Shortly after he was born in June 2001, Ethan started showing signs of jaundice. When the yellowing of his skin and eyes persisted for three months, the Glasers, who lived in Buffalo, New York, sought care at a local hospital, where a series of tests revealed that Ethan had biliary atresia.
The condition — in which a portion of the bile duct is damaged or missing — causes bile, a fluid that is essential for liver function and digestion, to accumulate in the organ.
While there are no medications for biliary atresia, there are two surgical interventions: the Kasai procedure and transplantation.
“My world was turned upside down,” Chad says. “We were told there was only one surgery at that time, the Kasai procedure, and we wanted to find the best place to do it.”

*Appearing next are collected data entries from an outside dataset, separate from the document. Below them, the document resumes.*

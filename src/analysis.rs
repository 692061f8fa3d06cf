//! Signature scan of retrieved firmware images.
//!
//! Scans raw bytes for known textual markers of cryptographic primitives
//! and libraries. Findings are deterministic: each reports the marker's
//! actual first byte offset, and weak algorithms are flagged from a fixed
//! table rather than scored.

use serde::Serialize;

/// Category of a matched signature.
#[derive(Debug, Clone, Copy, PartialEq, Eq, Serialize)]
pub enum SignatureKind {
    /// Block/stream cipher with a shared key.
    SymmetricCipher,
    /// Public-key cipher or signature scheme.
    AsymmetricCipher,
    /// Cryptographic hash function.
    HashFunction,
    /// Embedded crypto library.
    Library,
}

/// One entry in the signature database.
struct Signature {
    marker: &'static [u8],
    primitive: &'static str,
    kind: SignatureKind,
    weak: bool,
}

/// Known textual markers. MD5 is flagged weak; everything else is reported
/// without judgment.
static SIGNATURES: &[Signature] = &[
    Signature {
        marker: b"AES",
        primitive: "AES",
        kind: SignatureKind::SymmetricCipher,
        weak: false,
    },
    Signature {
        marker: b"RSA",
        primitive: "RSA",
        kind: SignatureKind::AsymmetricCipher,
        weak: false,
    },
    Signature {
        marker: b"SHA256",
        primitive: "SHA-256",
        kind: SignatureKind::HashFunction,
        weak: false,
    },
    Signature {
        marker: b"OpenSSL",
        primitive: "OpenSSL Library",
        kind: SignatureKind::Library,
        weak: false,
    },
    Signature {
        marker: b"mbed TLS",
        primitive: "mbedTLS Library",
        kind: SignatureKind::Library,
        weak: false,
    },
    Signature {
        marker: b"libgcrypt",
        primitive: "Libgcrypt Library",
        kind: SignatureKind::Library,
        weak: false,
    },
    Signature {
        marker: b"MD5",
        primitive: "MD5",
        kind: SignatureKind::HashFunction,
        weak: true,
    },
];

/// One matched signature.
#[derive(Debug, Clone, Serialize)]
#[serde(rename_all = "camelCase")]
pub struct Finding {
    /// Byte offset of the first occurrence, hex-formatted.
    pub location: String,
    /// Name of the matched primitive or library.
    pub primitive: &'static str,
    /// Category of the match.
    pub kind: SignatureKind,
    /// Advisory note, currently only set for weak algorithms.
    pub notes: &'static str,
}

/// Aggregated scan report.
#[derive(Debug, Clone, Serialize)]
#[serde(rename_all = "camelCase")]
pub struct AnalysisReport {
    /// Number of signatures matched.
    pub functions_found: usize,
    /// Number of matches flagged as weak.
    pub vulnerabilities: usize,
    /// Individual matches, in database order.
    pub findings: Vec<Finding>,
}

/// Scans `content` for every known signature marker.
#[must_use]
pub fn analyze(content: &[u8]) -> AnalysisReport {
    let mut findings = Vec::new();
    for signature in SIGNATURES {
        if let Some(offset) = find_marker(content, signature.marker) {
            findings.push(Finding {
                location: format!("0x{offset:08X}"),
                primitive: signature.primitive,
                kind: signature.kind,
                notes: if signature.weak { "Weak Algorithm" } else { "" },
            });
        }
    }
    let vulnerabilities = findings.iter().filter(|f| !f.notes.is_empty()).count();
    AnalysisReport {
        functions_found: findings.len(),
        vulnerabilities,
        findings,
    }
}

/// First offset of `marker` in `content`, if present.
fn find_marker(content: &[u8], marker: &[u8]) -> Option<usize> {
    if marker.is_empty() || content.len() < marker.len() {
        return None;
    }
    content
        .windows(marker.len())
        .position(|window| window == marker)
}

Through phone calls and research, the family found the late Dr. Peter Altman, pediatric liver surgeon and then chief of Pediatric Surgery at NewYork-Presbyterian Morgan Stanley Children’s Hospital.
Dr. Altman, a leader in the surgical management of biliary atresia, helped bring the procedure from Japan to the United States. The operation, though not a cure, can slow liver damage and delay or prevent the need for a transplant by removing damaged bile ducts outside the liver and replacing them with a loop of the infant’s own small intestine.
“I felt it was the utmost importance to have transparency in my son’s care, and to be surrounded by people who were knowledgeable, trustworthy, and had the experience. I was sold,” Chad says. “This was where we needed to be.”
The Glasers traveled to New York City, where Dr. Altman performed the Kasai procedure on Ethan on Sept. 9, 2001.